I Am Not Your Senorita


"She remains endearingly harebrained, keen to bewilder, reluctant to compromise, often hard to stomach, yet periodically magnificent. Just the way, it would seem, that nature intended."
-Q Magazine
Tom Doyle, January 1996

"Who is that girl again?" Mark Calloway asked, his brows momentarily sunken.
"Her name is Tori Amos." Said Vince McMahon firmly to the assembled group, "And she's going to turn the lot of you into virtuosos or die trying."
"Wow," Piped Adam Copeland, "The REAL Tori Amos?"
"Never heard of her." Dismissed Steve Austin petulantly, leaning back, "And why the hell do I want to learn to play the piano, anyway?"
Vince McMahon placed his copy of Rolling Stone on his desk, enervated by the questioning, "Because, after six years of being referred to as some kind of perverted piece of scum, I want to go out with some sort of respectability."
"You're dying, Vince?" Chris Jericho asked lazily, picking at one of his blond curls.
Vince's eyes narrowed, "No, I'm not dying. My ability to get decent public attention for this company, that's dying."
"Too bad. I was all set to play your funeral," Mick Foley cracked his knuckles and dramatically played air piano.
"I thought you were proud of being a sleaze merchant." Dwayne Johnson noted.
Vince frowned at his Superstars. "I never said I was a sleaze merchant! I said I was a provider of mature alternatives to..."
"Pornography?" Sean Waltman threw in from across the room.
Vince threw his hands up, "You guys..." He leaned back against the window frame. "It will only be for about two months. There are some crucial advertisers I need to get on board."
"And pull out to port?" Paul Levesque joked lamely.
"And I need to convince them that this is a classy establishment."
"It used to be." Mark joked.
"You sound like Hart," McMahon snapped, sitting behind his desk. "You're all on lunch break for the next fifteen minutes. Then report to the second floor for your first rehearsal. With any luck, she can teach you vocal, too."
A loud groan went up from the assembled wrestlers. Steve's voice raised an octave as he exclaimed "SING?! You want me to...sing?"
"You told that Rolling Stone reporter that you wanted to release a Country album." Vince's smile became mean. "If you came through on that promise, I might save some face."
"I was drunk!" Steve exclaimed, digging himself into a deeper hole.
"Have a good lunch, boys." Vince said, leaning back in his chair.
"Yes, Mr. McMahon." They chorused sarcastically.

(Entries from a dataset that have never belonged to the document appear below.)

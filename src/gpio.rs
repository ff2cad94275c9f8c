//! GPIO pin registry and ISR bridge.
//!
//! The [`PinRegistry`] tracks which pins are claimed and how each one was
//! configured. A [`Gpio`] guard claims one pin for as long as it lives; when
//! given an ISR function it also owns the handoff queue the ISR feeds.

use std::any::Any;
use std::collections::{HashMap, HashSet};
use std::fmt;
use std::sync::{Arc, Mutex, PoisonError, Weak};

use log::{debug, info, warn};

use crate::error::{tolerate_invalid_state, DriverError};
use crate::sync::HandoffQueue;

/// An ESP32 GPIO number.
#[derive(Debug, Clone, Copy, PartialEq, Eq, Hash, PartialOrd, Ord)]
pub struct PinId(pub u8);

// Arduino UNO header names on ESP32 UNO-form-factor boards.
const ARDUINO_PINS: [(&str, u8); 20] = [
    ("D2", 26),
    ("D3", 25),
    ("D4", 17),
    ("D5", 16),
    ("D6", 27),
    ("D7", 14),
    ("D8", 12),
    ("D9", 13),
    ("D10", 5),
    ("D11", 23),
    ("D12", 19),
    ("D13", 18),
    ("D14", 21),
    ("D15", 22),
    ("A0", 2),
    ("A1", 4),
    ("A2", 35),
    ("A3", 34),
    ("A4", 36),
    ("A5", 39),
];

impl PinId {
    /// GPIOs that exist on the ESP32: 0-19, 21-23, 25-27 and 32-39.
    pub const fn is_valid(&self) -> bool {
        matches!(self.0, 0..=19 | 21..=23 | 25..=27 | 32..=39)
    }

    pub fn from_arduino(name: &str) -> Option<Self> {
        ARDUINO_PINS
            .iter()
            .find(|(arduino, _)| arduino.eq_ignore_ascii_case(name))
            .map(|&(_, gpio)| Self(gpio))
    }

    /// Accepts a plain GPIO number or an Arduino header name.
    pub fn parse(text: &str) -> Option<Self> {
        let text = text.trim();
        let text = text
            .strip_prefix("GPIO")
            .or_else(|| text.strip_prefix("gpio"))
            .unwrap_or(text);
        match text.parse::<u8>() {
            Ok(number) => Some(Self(number)),
            Err(_) => Self::from_arduino(text),
        }
    }

    pub const fn mask(&self) -> u64 {
        1u64 << self.0
    }
}

impl fmt::Display for PinId {
    fn fmt(&self, f: &mut fmt::Formatter<'_>) -> fmt::Result {
        write!(f, "GPIO[{}]", self.0)
    }
}

#[derive(Debug, Clone, Copy, PartialEq, Eq, Default)]
pub enum PinMode {
    #[default]
    Disabled,
    Input,
    Output,
    OutputOpenDrain,
    InputOutput,
}

#[derive(Debug, Clone, Copy, PartialEq, Eq, Default)]
pub enum InterruptType {
    #[default]
    Disable,
    PosEdge,
    NegEdge,
    AnyEdge,
    LowLevel,
    HighLevel,
}

impl InterruptType {
    pub const fn as_str(&self) -> &'static str {
        match self {
            Self::Disable => "INTR_DISABLE",
            Self::PosEdge => "INTR_POSEDGE",
            Self::NegEdge => "INTR_NEGEDGE",
            Self::AnyEdge => "INTR_ANYEDGE",
            Self::LowLevel => "INTR_LOW_LEVEL",
            Self::HighLevel => "INTR_HIGH_LEVEL",
        }
    }
}

impl fmt::Display for InterruptType {
    fn fmt(&self, f: &mut fmt::Formatter<'_>) -> fmt::Result {
        f.write_str(self.as_str())
    }
}

/// Pin configuration. The default value is the all-zero "unset" config,
/// which the registry refuses.
#[derive(Debug, Clone, Copy, PartialEq, Eq, Default)]
pub struct PinConfig {
    pub mode: PinMode,
    pub pull_up: bool,
    pub pull_down: bool,
    pub interrupt: InterruptType,
}

impl PinConfig {
    pub fn is_empty(&self) -> bool {
        *self == Self::default()
    }
}

#[derive(Debug, Clone, Copy, PartialEq, Eq)]
pub enum GpioError {
    AlreadyClaimed(PinId),
    EmptyConfig(PinId),
    InvalidPin(PinId),
    NotClaimed(PinId),
    Driver(PinId, DriverError),
}

impl fmt::Display for GpioError {
    fn fmt(&self, f: &mut fmt::Formatter<'_>) -> fmt::Result {
        match self {
            Self::AlreadyClaimed(pin) => write!(f, "{} is already claimed", pin),
            Self::EmptyConfig(pin) => write!(f, "{} was given an empty configuration", pin),
            Self::InvalidPin(pin) => write!(f, "{} is not a valid GPIO", pin),
            Self::NotClaimed(pin) => write!(f, "{} is not claimed", pin),
            Self::Driver(pin, e) => write!(f, "GPIO driver rejected {}: {}", pin, e),
        }
    }
}

impl std::error::Error for GpioError {}

/// Runs in interrupt context: must not block, allocate or log.
pub type IsrHandler = Box<dyn Fn() + Send + Sync>;

/// The raw pin driver.
#[cfg_attr(test, mockall::automock)]
pub trait GpioDriver: Send + Sync {
    fn configure(&self, pin: PinId, config: &PinConfig) -> Result<(), DriverError>;
    /// `INVALID_STATE` means the service is already installed.
    fn install_isr_service(&self) -> Result<(), DriverError>;
    fn add_isr_handler(&self, pin: PinId, handler: IsrHandler) -> Result<(), DriverError>;
    /// Arm the pin's interrupt. Drivers may disarm it each time it fires.
    fn enable_interrupt(&self, pin: PinId) -> Result<(), DriverError>;
    fn remove_isr_handler(&self, pin: PinId) -> Result<(), DriverError>;
    fn reset_pin(&self, pin: PinId) -> Result<(), DriverError>;
    fn level(&self, pin: PinId) -> bool;
}

#[derive(Default)]
struct Claims {
    configs: HashMap<PinId, PinConfig>,
    pins: HashSet<PinId>,
    with_isr: HashSet<PinId>,
    isr_service_installed: bool,
}

/// Book-keeping of claimed pins. One mutex serializes every operation.
pub struct PinRegistry {
    driver: Arc<dyn GpioDriver>,
    claims: Mutex<Claims>,
}

impl PinRegistry {
    pub fn new(driver: Arc<dyn GpioDriver>) -> Arc<Self> {
        Arc::new(Self {
            driver,
            claims: Mutex::new(Claims::default()),
        })
    }

    pub fn driver(&self) -> &Arc<dyn GpioDriver> {
        &self.driver
    }

    pub fn claim(
        &self,
        pin: PinId,
        config: PinConfig,
        isr: Option<IsrHandler>,
    ) -> Result<(), GpioError> {
        if !pin.is_valid() {
            return Err(GpioError::InvalidPin(pin));
        }
        if config.is_empty() {
            return Err(GpioError::EmptyConfig(pin));
        }

        let mut claims = self.claims.lock().unwrap_or_else(PoisonError::into_inner);
        if claims.pins.contains(&pin) {
            return Err(GpioError::AlreadyClaimed(pin));
        }

        self.driver
            .configure(pin, &config)
            .map_err(|e| GpioError::Driver(pin, e))?;

        let has_isr = isr.is_some();
        if let Some(isr) = isr {
            if let Err(e) = self.attach_isr(&mut claims, pin, isr) {
                if let Err(reset) = self.driver.reset_pin(pin) {
                    warn!("Failed to reset {} after ISR setup failed: {}", pin, reset);
                }
                return Err(GpioError::Driver(pin, e));
            }
        }

        claims.pins.insert(pin);
        claims.configs.insert(pin, config);
        if has_isr {
            claims.with_isr.insert(pin);
        }

        info!("Registered {}", pin);
        Ok(())
    }

    fn attach_isr(&self, claims: &mut Claims, pin: PinId, isr: IsrHandler) -> Result<(), DriverError> {
        if !claims.isr_service_installed {
            tolerate_invalid_state(self.driver.install_isr_service())?;
            claims.isr_service_installed = true;
        }
        self.driver.add_isr_handler(pin, isr)?;

        if let Err(e) = self.driver.enable_interrupt(pin) {
            if let Err(remove) = self.driver.remove_isr_handler(pin) {
                warn!("Failed to remove ISR handler of {}: {}", pin, remove);
            }
            return Err(e);
        }
        Ok(())
    }

    /// Re-arm the interrupt of a pin claimed with an ISR, after it fired.
    pub fn rearm(&self, pin: PinId) -> Result<(), GpioError> {
        let claims = self.claims.lock().unwrap_or_else(PoisonError::into_inner);
        if !claims.with_isr.contains(&pin) {
            return Err(GpioError::NotClaimed(pin));
        }
        self.driver
            .enable_interrupt(pin)
            .map_err(|e| GpioError::Driver(pin, e))
    }

    pub fn release(&self, pin: PinId) -> Result<(), GpioError> {
        let mut claims = self.claims.lock().unwrap_or_else(PoisonError::into_inner);
        if !claims.pins.contains(&pin) {
            return Err(GpioError::NotClaimed(pin));
        }

        if claims.with_isr.remove(&pin) {
            if let Err(e) = self.driver.remove_isr_handler(pin) {
                warn!("Failed to remove ISR handler of {}: {}", pin, e);
            }
        }
        if let Err(e) = self.driver.reset_pin(pin) {
            warn!("Failed to reset {}: {}", pin, e);
        }

        claims.pins.remove(&pin);
        claims.configs.remove(&pin);

        info!("Unregistered {}", pin);
        Ok(())
    }

    pub fn is_claimed(&self, pin: PinId) -> bool {
        let claims = self.claims.lock().unwrap_or_else(PoisonError::into_inner);
        let claimed = claims.pins.contains(&pin);
        debug_assert_eq!(claimed, claims.configs.contains_key(&pin));
        claimed
    }

    pub fn lookup_config(&self, pin: PinId) -> Option<PinConfig> {
        self.claims
            .lock()
            .unwrap_or_else(PoisonError::into_inner)
            .configs
            .get(&pin)
            .copied()
    }
}

/// What an ISR forwards to the consuming task.
#[derive(Debug, Clone, Copy, PartialEq, Eq)]
pub struct IsrEvent {
    pub pin: PinId,
    pub edge: InterruptType,
}

pub type IsrQueue = HandoffQueue<IsrEvent>;

/// The argument block handed to an ISR function.
pub struct IsrArgs {
    pub pin: PinId,
    pub config: PinConfig,
    /// Weak so that an ISR firing during teardown finds nothing to push to.
    pub queue: Weak<IsrQueue>,
    pub user: Option<Arc<dyn Any + Send + Sync>>,
}

pub type IsrFn = fn(&IsrArgs);

/// A claimed pin, released when dropped.
pub struct Gpio {
    registry: Arc<PinRegistry>,
    pin: PinId,
    queue: Option<Arc<IsrQueue>>,
}

impl Gpio {
    /// Claim `pin` without an interrupt handler.
    pub fn new(registry: &Arc<PinRegistry>, pin: PinId, config: PinConfig) -> Result<Self, GpioError> {
        registry.claim(pin, config, None)?;
        Ok(Self {
            registry: registry.clone(),
            pin,
            queue: None,
        })
    }

    /// Claim `pin` and route its interrupts through `isr`, which receives an
    /// argument block pointing at this guard's queue.
    pub fn with_isr(
        registry: &Arc<PinRegistry>,
        pin: PinId,
        config: PinConfig,
        isr: IsrFn,
        user: Option<Arc<dyn Any + Send + Sync>>,
    ) -> Result<Self, GpioError> {
        let queue = IsrQueue::new_shared().ok_or(GpioError::Driver(pin, DriverError::NO_MEM))?;
        let args = IsrArgs {
            pin,
            config,
            queue: Arc::downgrade(&queue),
            user,
        };

        // The closure owns the argument block, so it lives until the handler is removed.
        registry.claim(pin, config, Some(Box::new(move || isr(&args))))?;
        debug!("{} interrupt routed ({})", pin, config.interrupt);

        Ok(Self {
            registry: registry.clone(),
            pin,
            queue: Some(queue),
        })
    }

    pub fn pin(&self) -> PinId {
        self.pin
    }

    pub fn queue(&self) -> Option<&Arc<IsrQueue>> {
        self.queue.as_ref()
    }

    pub fn level(&self) -> bool {
        self.registry.driver().level(self.pin)
    }

    pub fn rearm(&self) -> Result<(), GpioError> {
        self.registry.rearm(self.pin)
    }
}

impl Drop for Gpio {
    fn drop(&mut self) {
        if let Err(e) = self.registry.release(self.pin) {
            warn!("{}", e);
        }
    }
}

Mark noticed how the group polarized when they reached the Titan cafeteria; He, Mick, Steve and Dwayne at one table; Adam, Chris, Sean, and Paul sat separately.
"Wight's a lucky bastard," Dwayne noted, "His fingers are too big for the keys. He gets to skip this crap."
"It's not crap," Mick noted, "I played piano as a kid. It ought to help me in some way."
Mark absently stirred his macaroni and cheese around on the plate. In mid-sentence, he realized that Steve was speaking to him, and he looked up.
"I said, Mark, that I don't know how you can eat that crap."
Mark shrugged, stirring it again, and taking a large, creamy bite, "I like cheese." He noted.
Mick then went for the obvious gass joke, and the guys laughed as they always did. But Mark felt a little dramatic that day. He had just returned from a weekend with his sons, and discussing it with his usual drinking buddies wasn't going to appease the ache in his brain.